Il est de même facile de faire mieux. Pourquoi ne pas ajouter un chiffre significatif au nombre de téléspectateurs potentiels et un au pourcentage d’audience, par exemple 51973 millions et 21,09% et l’on trouve un résultat au dixième de téléspectateur près ! Il n’est même pas besoin d’interroger beaucoup de monde : si on fait l’enquête après de 57 personnes et que 10 déclarent suivre ou avoir suivi une certaine émission, cela fait 17,54% d’audience et un résultat total au dixième de téléspectateur près également. Rien de plus facile, d’ailleurs, que d’arriver au centième de téléspectateur.

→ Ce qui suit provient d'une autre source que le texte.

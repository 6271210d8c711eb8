//! Worker model and the collaborators the sweep talks to
//!
//! The sweep never reaches for ambient state: the pool inventory and the
//! cloud API are handed to it as [`WorkerInventory`] and [`CloudProvider`]
//! trait objects.

mod memory;
mod store;
mod worker;

pub use memory::{FleetCall, FleetSnapshot, InMemoryFleet};
pub use store::{CloudError, CloudProvider, InventoryError, WorkerInventory};
pub use worker::{VmRef, Worker, WorkerStatus};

Et dire qu’il y a encore des statisticiens qui perdent leur temps à faire des calculs d’erreur et à publier, en conséquence, des résultats largement arrondis !

 
Un Français sur trois

A la première page d’un prospectus de la Ligue nationale contre le cancer, publié en 1996 ou 1997, on lit, écrit en gros caractères, le texte suivant : "En l’an 2000, un Français sur trois aura eu ou aura un cancer dans sa vie".

Ces quelques mots m’ont laissé perplexe. Que signifient-ils exactement ? J’ai tout d’abord été frappé de l’apparente contradiction entre la précision des dates (une année bien définie) et le caractère approximatif de l’expression "un Français sur trois", qui ne veut certainement pas dire 33,33%. Y a-t-il des raisons de penser que la situation en l’an 2000 sera très différente de ce qu’elle était quelque trois ans avant cette date ?

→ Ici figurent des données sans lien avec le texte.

//! Logging setup for fleetsweep processes
//!
//! Console output is always on. Spans are additionally exported over OTLP
//! when an endpoint is configured; an exporter that cannot be built is
//! reported once and skipped, so sweeps keep running without it.

use std::time::Duration;

use opentelemetry::trace::TracerProvider as _;
use opentelemetry_otlp::{SpanExporter, WithExportConfig};
use opentelemetry_sdk::trace::{Sampler, SdkTracerProvider};
use opentelemetry_sdk::Resource;
use tracing_subscriber::{layer::SubscriberExt, util::SubscriberInitExt, EnvFilter, Layer};

/// Filter used when none is configured or the configured one is invalid
pub const DEFAULT_LOG_FILTER: &str = "info";

const EXPORT_TIMEOUT: Duration = Duration::from_secs(10);

/// Where logs and spans go for one process
#[derive(Debug, Clone, PartialEq, Eq)]
pub struct TelemetryConfig {
    /// Reported as `service.name` on exported spans
    pub service_name: String,
    /// OTLP gRPC endpoint; no export when unset
    pub otlp_endpoint: Option<String>,
    /// `EnvFilter` directives for console output
    pub log_filter: String,
}

impl TelemetryConfig {
    pub fn new(service_name: impl Into<String>) -> Self {
        Self {
            service_name: service_name.into(),
            otlp_endpoint: None,
            log_filter: DEFAULT_LOG_FILTER.to_string(),
        }
    }

    pub fn with_otlp_endpoint(mut self, endpoint: impl Into<String>) -> Self {
        self.otlp_endpoint = Some(endpoint.into());
        self
    }

    pub fn with_log_filter(mut self, filter: impl Into<String>) -> Self {
        self.log_filter = filter.into();
        self
    }

    /// Configuration for `service_name`, overridable from the environment
    ///
    /// - `OTEL_SERVICE_NAME` replaces `service_name`
    /// - `OTEL_EXPORTER_OTLP_ENDPOINT` enables span export
    /// - `RUST_LOG`, then `LOG_LEVEL`, sets the console filter
    pub fn from_env(service_name: &str) -> Self {
        Self::from_lookup(service_name, |key| std::env::var(key).ok())
    }

    fn from_lookup(service_name: &str, lookup: impl Fn(&str) -> Option<String>) -> Self {
        let set = |key: &str| lookup(key).filter(|v| !v.trim().is_empty());

        let mut config =
            Self::new(set("OTEL_SERVICE_NAME").unwrap_or_else(|| service_name.to_string()));
        if let Some(endpoint) = set("OTEL_EXPORTER_OTLP_ENDPOINT") {
            config = config.with_otlp_endpoint(endpoint);
        }
        if let Some(filter) = set("RUST_LOG").or_else(|| set("LOG_LEVEL")) {
            config = config.with_log_filter(filter);
        }
        config
    }
}

/// Flushes exported spans when dropped; hold it for the life of `main`
pub struct TelemetryGuard {
    provider: Option<SdkTracerProvider>,
}

impl Drop for TelemetryGuard {
    fn drop(&mut self) {
        if let Some(provider) = self.provider.take() {
            // The subscriber may already be gone at this point
            if let Err(e) = provider.shutdown() {
                eprintln!("Failed to flush span exporter: {e:?}");
            }
        }
    }
}

/// Install the global subscriber
///
/// Panics if a global subscriber is already set.
pub fn init_telemetry(config: &TelemetryConfig) -> TelemetryGuard {
    let console = tracing_subscriber::fmt::layer()
        .with_target(true)
        .with_filter(build_filter(&config.log_filter));

    let (provider, export_error) = match config.otlp_endpoint.as_deref() {
        Some(endpoint) => match build_tracer_provider(endpoint, &config.service_name) {
            Ok(provider) => (Some(provider), None),
            Err(e) => (None, Some(e)),
        },
        None => (None, None),
    };

    let spans = provider.as_ref().map(|provider| {
        tracing_opentelemetry::layer().with_tracer(provider.tracer("fleetsweep"))
    });

    tracing_subscriber::registry()
        .with(console)
        .with(spans)
        .init();

    match (&config.otlp_endpoint, export_error) {
        (Some(endpoint), Some(e)) => {
            tracing::warn!(
                endpoint = %endpoint,
                error = %e,
                "Span export disabled, exporter failed to start"
            );
        }
        (Some(endpoint), None) => {
            tracing::info!(
                endpoint = %endpoint,
                service = %config.service_name,
                "Exporting spans over OTLP"
            );
        }
        (None, _) => {}
    }

    TelemetryGuard { provider }
}

/// Parse filter directives, falling back to [`DEFAULT_LOG_FILTER`]
fn build_filter(directives: &str) -> EnvFilter {
    EnvFilter::try_new(directives).unwrap_or_else(|_| EnvFilter::new(DEFAULT_LOG_FILTER))
}

fn build_tracer_provider(
    endpoint: &str,
    service_name: &str,
) -> Result<SdkTracerProvider, Box<dyn std::error::Error + Send + Sync>> {
    let exporter = SpanExporter::builder()
        .with_tonic()
        .with_endpoint(endpoint)
        .with_timeout(EXPORT_TIMEOUT)
        .build()?;

    Ok(SdkTracerProvider::builder()
        .with_batch_exporter(exporter)
        .with_sampler(Sampler::AlwaysOn)
        .with_resource(
            Resource::builder()
                .with_service_name(service_name.to_string())
                .build(),
        )
        .build())
}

Après avoir lu et relu ce texte, je le comprends ainsi (et je ne pense pas qu’on puisse le comprendre autrement) : parmi les Français qui vivront en l’an 2000, un tiers d’entre eux, au moment de leur décès, auront au moins été victime d’un cancer, mortel ou non. Mais parmi les Français qui vivront en l’an 2000, beaucoup vivront encore en 2025, en 2050 et même 2080 (de moins en moins évidemment, d’une date à la suivante). Qui est capable de savoir ce que seront les risques de cancer à ces différentes époques ?

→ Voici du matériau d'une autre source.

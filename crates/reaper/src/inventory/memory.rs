//! In-memory fleet implementing both collaborator traits
//!
//! Used by the test-suite and by the daemon's snapshot mode. Deprovisioning
//! a worker makes its VM disappear, so the following sweep removes the
//! record, mirroring an idle-timeout in a real cloud.

use std::collections::{BTreeMap, HashMap, HashSet};

use async_trait::async_trait;
use parking_lot::{Mutex, RwLock};
use serde::{Deserialize, Serialize};

use super::store::{CloudError, CloudProvider, InventoryError, WorkerInventory};
use super::worker::{VmRef, Worker};

/// A collaborator call observed by [`InMemoryFleet`]
#[derive(Debug, Clone, PartialEq, Eq)]
pub enum FleetCall {
    ListWorkers,
    VmExists(VmRef),
    RemoveWorker(String),
    Deprovision(String),
}

impl FleetCall {
    /// Whether this call was made on behalf of `worker`
    pub fn concerns(&self, worker: &Worker) -> bool {
        match self {
            Self::ListWorkers => false,
            Self::VmExists(vm) => worker.vm.as_ref() == Some(vm),
            Self::RemoveWorker(name) | Self::Deprovision(name) => *name == worker.name,
        }
    }
}

/// Serializable view of a fleet: tracked workers plus the VMs still alive
#[derive(Debug, Clone, Default, PartialEq, Eq, Serialize, Deserialize)]
pub struct FleetSnapshot {
    #[serde(default)]
    pub workers: Vec<Worker>,

    #[serde(default)]
    pub live_vms: Vec<VmRef>,
}

#[derive(Default)]
struct FleetState {
    workers: BTreeMap<String, Worker>,
    live_vms: HashSet<VmRef>,
}

#[derive(Default)]
struct FaultPlan {
    listing: bool,
    existence: HashSet<VmRef>,
    removals: HashSet<String>,
    deprovisions: HashMap<String, u32>,
}

/// In-memory implementation of [`WorkerInventory`] and [`CloudProvider`]
///
/// # Example
///
/// ```
/// use fleetsweep_reaper::inventory::{InMemoryFleet, VmRef, Worker};
///
/// let vm = VmRef::new("pool-east", "vm-1");
/// let fleet = InMemoryFleet::new();
/// fleet.add_worker(Worker::new("agent-1", vm.clone()));
/// fleet.add_live_vm(vm);
///
/// assert_eq!(fleet.worker_count(), 1);
/// ```
pub struct InMemoryFleet {
    state: RwLock<FleetState>,
    faults: RwLock<FaultPlan>,
    calls: Mutex<Vec<FleetCall>>,
}

impl InMemoryFleet {
    /// Create an empty fleet
    pub fn new() -> Self {
        Self {
            state: RwLock::new(FleetState::default()),
            faults: RwLock::new(FaultPlan::default()),
            calls: Mutex::new(Vec::new()),
        }
    }

    /// Create a fleet seeded from a snapshot
    pub fn from_snapshot(snapshot: FleetSnapshot) -> Self {
        let fleet = Self::new();
        {
            let mut state = fleet.state.write();
            for worker in snapshot.workers {
                state.workers.insert(worker.name.clone(), worker);
            }
            state.live_vms.extend(snapshot.live_vms);
        }
        fleet
    }

    /// Capture the current fleet contents
    pub fn snapshot(&self) -> FleetSnapshot {
        let state = self.state.read();
        FleetSnapshot {
            workers: state.workers.values().cloned().collect(),
            live_vms: state.live_vms.iter().cloned().collect(),
        }
    }

    /// Track a worker, replacing any worker with the same name
    pub fn add_worker(&self, worker: Worker) {
        self.state
            .write()
            .workers
            .insert(worker.name.clone(), worker);
    }

    /// Mark a VM as existing in the cloud
    pub fn add_live_vm(&self, vm: VmRef) {
        self.state.write().live_vms.insert(vm);
    }

    /// Look up a tracked worker
    pub fn worker(&self, name: &str) -> Option<Worker> {
        self.state.read().workers.get(name).cloned()
    }

    /// Number of tracked workers
    pub fn worker_count(&self) -> usize {
        self.state.read().workers.len()
    }

    /// Whether the VM currently exists
    pub fn is_vm_live(&self, vm: &VmRef) -> bool {
        self.state.read().live_vms.contains(vm)
    }

    /// Make every `list_workers` call fail
    pub fn fail_listing(&self) {
        self.faults.write().listing = true;
    }

    /// Make existence checks for the named worker's VM fail
    pub fn fail_existence_check(&self, name: &str) {
        if let Some(vm) = self.worker(name).and_then(|w| w.vm) {
            self.faults.write().existence.insert(vm);
        }
    }

    /// Make record removal for the named worker fail
    pub fn fail_removal(&self, name: &str) {
        self.faults.write().removals.insert(name.to_string());
    }

    /// Make the next `times` deprovision calls for the named worker fail
    ///
    /// Use `u32::MAX` for a worker that never deprovisions.
    pub fn fail_deprovision(&self, name: &str, times: u32) {
        self.faults
            .write()
            .deprovisions
            .insert(name.to_string(), times);
    }

    /// Every collaborator call made so far, in order
    pub fn calls(&self) -> Vec<FleetCall> {
        self.calls.lock().clone()
    }

    /// Calls made on behalf of `worker`
    pub fn calls_for(&self, worker: &Worker) -> Vec<FleetCall> {
        self.calls
            .lock()
            .iter()
            .filter(|call| call.concerns(worker))
            .cloned()
            .collect()
    }

    /// Number of calls matching a predicate
    pub fn count_calls(&self, predicate: impl Fn(&FleetCall) -> bool) -> usize {
        self.calls.lock().iter().filter(|call| predicate(*call)).count()
    }

    /// Forget recorded calls
    pub fn clear_calls(&self) {
        self.calls.lock().clear();
    }

    fn record(&self, call: FleetCall) {
        self.calls.lock().push(call);
    }
}

impl Default for InMemoryFleet {
    fn default() -> Self {
        Self::new()
    }
}

#[async_trait]
impl WorkerInventory for InMemoryFleet {
    async fn list_workers(&self) -> Result<Vec<Worker>, InventoryError> {
        self.record(FleetCall::ListWorkers);

        if self.faults.read().listing {
            return Err(InventoryError::Backend("injected listing failure".into()));
        }

        Ok(self.state.read().workers.values().cloned().collect())
    }

    async fn remove_worker(&self, worker: &Worker) -> Result<(), InventoryError> {
        self.record(FleetCall::RemoveWorker(worker.name.clone()));

        if self.faults.read().removals.contains(&worker.name) {
            return Err(InventoryError::Backend(format!(
                "injected removal failure for {}",
                worker.name
            )));
        }

        self.state
            .write()
            .workers
            .remove(&worker.name)
            .map(|_| ())
            .ok_or_else(|| InventoryError::NotFound(worker.name.clone()))
    }
}

#[async_trait]
impl CloudProvider for InMemoryFleet {
    async fn vm_exists(&self, vm: &VmRef) -> Result<bool, CloudError> {
        self.record(FleetCall::VmExists(vm.clone()));

        if self.faults.read().existence.contains(vm) {
            return Err(CloudError::Transport(format!(
                "injected existence check failure for {vm}"
            )));
        }

        Ok(self.state.read().live_vms.contains(vm))
    }

    async fn deprovision(&self, worker: &Worker) -> Result<(), CloudError> {
        self.record(FleetCall::Deprovision(worker.name.clone()));

        {
            let mut faults = self.faults.write();
            if let Some(remaining) = faults.deprovisions.get_mut(&worker.name) {
                if *remaining > 0 {
                    if *remaining != u32::MAX {
                        *remaining -= 1;
                    }
                    return Err(CloudError::Transport(format!(
                        "injected deprovision failure for {}",
                        worker.name
                    )));
                }
            }
        }

        let vm = worker
            .vm
            .as_ref()
            .ok_or_else(|| CloudError::MissingVm(worker.name.clone()))?;

        self.state.write().live_vms.remove(vm);
        Ok(())
    }
}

Peut-être le chiffre indiqué a-t-il la même signification qu’un calcul d’espérance de vie une certaine année, qui suppose implicitement que les taux de mortalité à chaque âge demeureront inchangés dans l’avenir ? (le problème est le même pour le taux de fécondité des femmes). Je pense que la Ligue nationale contre le cancer aurait pu être aussi convaincante en s’exprimant autrement. Mais je n’ai pas l’intention de perdre mon temps à rechercher, pour la lui proposer, une autre formule.